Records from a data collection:
//! File-scope enforcement for task mutations.
//!
//! A rule set is parsed from a rule file with one rule per line:
//!
//! - `+pattern` allow (exact path or glob)
//! - `-path` deny an exact file
//! - `!dir` deny a directory prefix
//!
//! Deny always wins. With allow rules present a path must match at least one of
//! them; with none, anything not denied is permitted.

use std::fmt;
use std::path::{Component, Path};

use glob::{MatchOptions, Pattern};
use serde::{Deserialize, Serialize};

/// A single scope rule.
#[derive(Debug, Clone, PartialEq, Eq, Serialize, Deserialize)]
#[serde(tag = "kind", content = "value", rename_all = "snake_case")]
pub enum ScopeRule {
    Allow(String),
    DenyFile(String),
    DenyDir(String),
}

impl fmt::Display for ScopeRule {
    fn fmt(&self, f: &mut fmt::Formatter<'_>) -> fmt::Result {
        match self {
            ScopeRule::Allow(p) => write!(f, "+{p}"),
            ScopeRule::DenyFile(p) => write!(f, "-{p}"),
            ScopeRule::DenyDir(p) => write!(f, "!{p}"),
        }
    }
}

/// Ordered rule set attached to a task.
#[derive(Debug, Clone, Default, PartialEq, Eq, Serialize, Deserialize)]
pub struct ScopeRules {
    pub rules: Vec<ScopeRule>,
}

/// Why a path was refused.
#[derive(Debug, Clone, PartialEq, Eq, Serialize)]
#[serde(tag = "kind", rename_all = "snake_case")]
pub enum ScopeViolation {
    /// The path hit a deny rule.
    Denied { rule: ScopeRule },
    /// Allow rules exist and none matched.
    NotAllowed,
}

/// Verdict for one candidate path.
#[derive(Debug, Clone, PartialEq, Eq, Serialize)]
#[serde(tag = "verdict", rename_all = "snake_case")]
pub enum ScopeVerdict {
    Allowed,
    Blocked {
        path: String,
        violation: ScopeViolation,
        /// The allow patterns, for telling the agent where it may write.
        allowed: Vec<String>,
    },
}

impl ScopeVerdict {
    pub fn is_allowed(&self) -> bool {
        matches!(self, ScopeVerdict::Allowed)
    }
}

impl ScopeRules {
    /// Parse a rule file. Blank lines and `#` comments are ignored.
    ///
    /// Returns every malformed line as an error so operators can fix them in one pass.
    pub fn parse(text: &str) -> Result<Self, Vec<String>> {
        let mut rules = Vec::new();
        let mut errors = Vec::new();
        for (idx, raw) in text.lines().enumerate() {
            let line = raw.trim();
            if line.is_empty() || line.starts_with('#') {
                continue;
            }
            let mut chars = line.chars();
            let prefix = chars.next();
            let value = normalize_rule_path(chars.as_str().trim());
            if value.is_empty() {
                errors.push(format!("line {}: empty rule '{}'", idx + 1, line));
                continue;
            }
            match prefix {
                Some('+') => {
                    if let Err(err) = Pattern::new(&value) {
                        errors.push(format!("line {}: invalid glob '{}': {}", idx + 1, value, err));
                        continue;
                    }
                    rules.push(ScopeRule::Allow(value));
                }
                Some('-') => rules.push(ScopeRule::DenyFile(value)),
                Some('!') => {
                    rules.push(ScopeRule::DenyDir(value.trim_end_matches('/').to_string()))
                }
                _ => errors.push(format!(
                    "line {}: rule must start with '+', '-' or '!' (got '{}')",
                    idx + 1,
                    line
                )),
            }
        }
        if errors.is_empty() {
            Ok(Self { rules })
        } else {
            Err(errors)
        }
    }

    pub fn is_empty(&self) -> bool {
        self.rules.is_empty()
    }

    pub fn allow_patterns(&self) -> Vec<String> {
        self.rules
            .iter()
            .filter_map(|rule| match rule {
                ScopeRule::Allow(p) => Some(p.clone()),
                _ => None,
            })
            .collect()
    }

    /// Render back to rule-file form.
    pub fn to_rule_file(&self) -> String {
        let mut buf = String::new();
        for rule in &self.rules {
            buf.push_str(&rule.to_string());
            buf.push('\n');
        }
        buf
    }

    /// Evaluate a project-relative path. The result does not depend on rule order.
    pub fn evaluate(&self, path: &str) -> ScopeVerdict {
        let path = normalize_rule_path(path);

        let denied = self.rules.iter().find(|rule| match rule {
            ScopeRule::DenyFile(file) => path == *file,
            ScopeRule::DenyDir(dir) => is_under_dir(&path, dir),
            ScopeRule::Allow(_) => false,
        });
        if let Some(rule) = denied {
            return self.blocked(path, ScopeViolation::Denied { rule: rule.clone() });
        }

        let allow: Vec<&String> = self
            .rules
            .iter()
            .filter_map(|rule| match rule {
                ScopeRule::Allow(p) => Some(p),
                _ => None,
            })
            .collect();
        if allow.is_empty() || allow.iter().any(|pattern| allow_matches(pattern, &path)) {
            return ScopeVerdict::Allowed;
        }
        self.blocked(path, ScopeViolation::NotAllowed)
    }

    fn blocked(&self, path: String, violation: ScopeViolation) -> ScopeVerdict {
        ScopeVerdict::Blocked {
            path,
            violation,
            allowed: self.allow_patterns(),
        }
    }
}

/// Make a path relative to `root` when it lives under it, then normalize.
pub fn relativize(root: &Path, path: &str) -> String {
    let candidate = Path::new(path);
    if candidate.is_absolute()
        && let Ok(rel) = candidate.strip_prefix(root)
    {
        return normalize_rule_path(&rel.to_string_lossy());
    }
    normalize_rule_path(path)
}

/// Normalize separators and resolve `.`/`..` lexically so `a/../secrets` cannot
/// slip past a `!secrets` rule.
fn normalize_rule_path(raw: &str) -> String {
    let unified = raw.replace('\\', "/");
    let absolute = unified.starts_with('/');
    let mut parts: Vec<String> = Vec::new();
    for component in Path::new(&unified).components() {
        match component {
            Component::Normal(part) => parts.push(part.to_string_lossy().into_owned()),
            Component::ParentDir => {
                if parts.pop().is_none() && !absolute {
                    parts.push("..".to_string());
                }
            }
            Component::CurDir | Component::RootDir | Component::Prefix(_) => {}
        }
    }
    let joined = parts.join("/");
    if absolute { format!("/{joined}") } else { joined }
}

/// Directory-prefix match with an explicit separator boundary.
fn is_under_dir(path: &str, dir: &str) -> bool {
    path == dir
        || path
            .strip_prefix(dir)
            .is_some_and(|rest| rest.starts_with('/'))
}

fn allow_matches(pattern: &str, path: &str) -> bool {
    if pattern == path {
        return true;
    }
    if !pattern.contains(['*', '?', '[']) {
        return false;
    }
    let options = MatchOptions {
        case_sensitive: true,
        require_literal_separator: true,
        require_literal_leading_dot: false,
    };
    Pattern::new(pattern).is_ok_and(|compiled| compiled.matches_with(path, options))
}

#[cfg(test)]
mod tests {
    use super::*;

    fn rules(text: &str) -> ScopeRules {
        ScopeRules::parse(text).expect("parse rules")
    }

    #[test]
    fn deny_beats_allow_for_nested_paths() {
        let scope = rules("+api/**\n!api/secrets\n");
        assert!(!scope.evaluate("api/secrets/key.txt").is_allowed());
        assert!(scope.evaluate("api/routes.go").is_allowed());
        assert!(!scope.evaluate("apiextra.go").is_allowed());
    }

    #[test]
    fn deny_result_is_independent_of_rule_order() {
        let forward = rules("+api/**\n!api/secrets\n");
        let reversed = rules("!api/secrets\n+api/**\n");
        for path in ["api/secrets/key.txt", "api/routes.go", "apiextra.go"] {
            assert_eq!(
                forward.evaluate(path).is_allowed(),
                reversed.evaluate(path).is_allowed(),
                "{path}"
            );
        }
    }

    #[test]
    fn dir_prefix_requires_separator_boundary() {
        let scope = rules("!src\n");
        assert!(!scope.evaluate("src/foo.txt").is_allowed());
        assert!(scope.evaluate("srcfile.txt").is_allowed());
        assert!(!scope.evaluate("src").is_allowed());
    }

    #[test]
    fn deny_file_is_exact() {
        let scope = rules("-config/prod.toml\n");
        assert!(!scope.evaluate("config/prod.toml").is_allowed());
        assert!(scope.evaluate("config/prod.toml.bak").is_allowed());
    }

    #[test]
    fn empty_rules_permit_everything() {
        let scope = ScopeRules::default();
        assert!(scope.evaluate("anything/at/all.rs").is_allowed());
    }

    #[test]
    fn parent_segments_cannot_escape_denied_dir() {
        let scope = rules("!secrets\n");
        assert!(!scope.evaluate("docs/../secrets/key").is_allowed());
        assert!(!scope.evaluate("./secrets/key").is_allowed());
    }

    #[test]
    fn blocked_verdict_reports_rule_and_allowed_set() {
        let scope = rules("+src/*.rs\n!src/generated\n");
        let verdict = scope.evaluate("src/generated/out.rs");
        assert_eq!(
            verdict,
            ScopeVerdict::Blocked {
                path: "src/generated/out.rs".to_string(),
                violation: ScopeViolation::Denied {
                    rule: ScopeRule::DenyDir("src/generated".to_string())
                },
                allowed: vec!["src/*.rs".to_string()],
            }
        );
    }

    #[test]
    fn single_star_does_not_cross_directories() {
        let scope = rules("+src/*.rs\n");
        assert!(scope.evaluate("src/lib.rs").is_allowed());
        assert!(!scope.evaluate("src/core/mod.rs").is_allowed());
    }

    #[test]
    fn parse_skips_comments_and_reports_bad_lines() {
        let errors = ScopeRules::parse("# comment\n\n+ok/**\nbad line\n+\n").expect_err("errors");
        assert_eq!(errors.len(), 2);
        assert!(errors[0].contains("line 4"));
        assert!(errors[1].contains("line 5"));
    }

    #[test]
    fn relativize_strips_project_root() {
        let root = Path::new("/work/project");
        assert_eq!(relativize(root, "/work/project/src/main.rs"), "src/main.rs");
        assert_eq!(relativize(root, "./src/main.rs"), "src/main.rs");
        assert_eq!(relativize(root, "/etc/passwd"), "/etc/passwd");
    }

    #[test]
    fn rule_file_round_trips_through_display() {
        let scope = rules("+a/**\n-b.txt\n!c\n");
        assert_eq!(scope.to_rule_file(), "+a/**\n-b.txt\n!c\n");
    }
}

TASK REQUIREMENTS:
Copy every line in the records above that contains the word "ScopeViolation".

YOUR SOLUTION:
pub enum ScopeViolation {
        violation: ScopeViolation,
            return self.blocked(path, ScopeViolation::Denied { rule: rule.clone() });
        self.blocked(path, ScopeViolation::NotAllowed)
    fn blocked(&self, path: String, violation: ScopeViolation) -> ScopeVerdict {
                violation: ScopeViolation::Denied {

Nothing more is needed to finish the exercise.